The Facts:  The husband has contracted an incurable disease and has become an invalid.  He is in constant pain and is wholly dependent on the wife for financial support and nursing care.  The wife complains that he is cranky, abusive, and demanding.  She requests divorce on the grounds of incompatibility and mental cruelty.  There are no children.
The Testimony
 

Alice Srp  

            Everything was fine before Henry got sick a year ago last April.  We got along pretty well, and he had a good enough job that we were able to have a T.V., a car—oh, you know, a subscription to Life, etc.—no maid, you understand, but we managed.  Besides, I had a job as a receptionist, which paid for the rent.
            But then he got sick and everything changed.  He lost his job and we had to get by on just his sick pay and my salary.  Now there's no more sick pay, and he hasn't got a good disability policy.  But the worst is that for the past year now he's become impossible to live with.  Besides, I have to wait on him hand and foot.  I get no time to eat lunch because I have to go all the way home and fix him his, and then he'll swear at me because the soup is too hot.  When things get so I can't stand it anymore, I go to my sister's, and when I come back he jumps on me for going out with another man, but I never did that.
            I don't know why not, though.  This isn't the man I married.  Sometimes it seems to me that Henry is dead.  I know it's wicked, but I think of him as just a leech.  He never lets me alone.  He likes taking advantage of me because he knows I won't refuse him anything.  Every five minutes he yells for me to do something for him.  He doesn't want me out of his sight.  He's afraid I'll run out on him.

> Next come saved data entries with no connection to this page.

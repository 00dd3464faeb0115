//! # RP Test Utilities
//!
//! Shared test utilities for the relying-party gateway.
//!
//! This crate provides:
//! - Fixed RSA keypairs (issuer and foreign)
//! - Test token builder (`TestTokenBuilder`)
//! - Mock STS publishing a public key (`MockIssuer`)
//! - Server test harness (`TestRpServer` for E2E tests)
//!
//! ## Usage
//!
//! ```rust,ignore
//! use rp_test_utils::*;
//!
//! #[tokio::test]
//! async fn test_example() -> Result<()> {
//!     let issuer = MockIssuer::publishing_issuer_key().await;
//!     let server = TestRpServer::spawn(&issuer.key_url()).await?;
//!
//!     let token = TestTokenBuilder::new()
//!         .for_user("alice")
//!         .with_role("admin")
//!         .sign(ISSUER_PRIVATE_KEY_PEM);
//!
//!     let response = reqwest::Client::new()
//!         .get(format!("{}/secreto", server.url()))
//!         .bearer_auth(token)
//!         .send()
//!         .await?;
//!
//!     assert_eq!(response.status(), 200);
//!     Ok(())
//! }
//! ```

pub mod crypto_fixtures;
pub mod mock_issuer;
pub mod server_harness;
pub mod token_builders;

// Re-export commonly used items
pub use crypto_fixtures::*;
pub use mock_issuer::*;
pub use server_harness::*;
pub use token_builders::*;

I won't ever do that as long as I'm married to him, and I feel insulted that he doesn't trust me.  I can't take his attitude anymore.  He treats me like a slave, and that's just what I am.  I have to earn his bread for him, cook it, bring it to him, and then empty his bedpan!  And for my efforts, he whines at me and calls me dirty names.

 

Henry Srp

              I shouldn't be such a louse to Alice.  She's all that's keeping me alive.  But all I can do all day is think about the pain in my back, and when she comes home I just take it out on her.  I feel sorry later, because I know I'm a burden to her.
            But at the same time she makes me so damn mad!  She acts like such a martyr and makes such a big production out of every little thing she has to do for me! Duty! It's all duty.  She acts like it'll take her last ounce of strength to bring me a chicken sandwich.  Don't get me wrong; it's not as if I'm ringing for her every single minute.  True, I do have to call for her, but she comes in on her own almost as often.  Why, sometimes she'll even wake me up to plump up my pillows.  And she never lets me forget how much I owe her.  If I don't thank her just exactly right, she calls me an ungrateful bloodsucker.
            I can always tell when we're going to have one of our little go-rounds.  In she'll come, soup in one hand, freshly washed bedpan in the other, and that wounded look on her face, a kind of saintly light in the eyes.  She looks so brave and so put-upon that she makes me want to kick her if I could only move my *__"ܧ legs!  And sure enough, we quarrel and she ends up slamming out of the house.
            She never tells me where she's going; I guess she doesn't even know herself till she gets outside.  But then I don't ever know.  I suppose she thinks she's too noble to be unfaithful; cheating would spoil her image of herself.  But how can I tell?  What can I expect?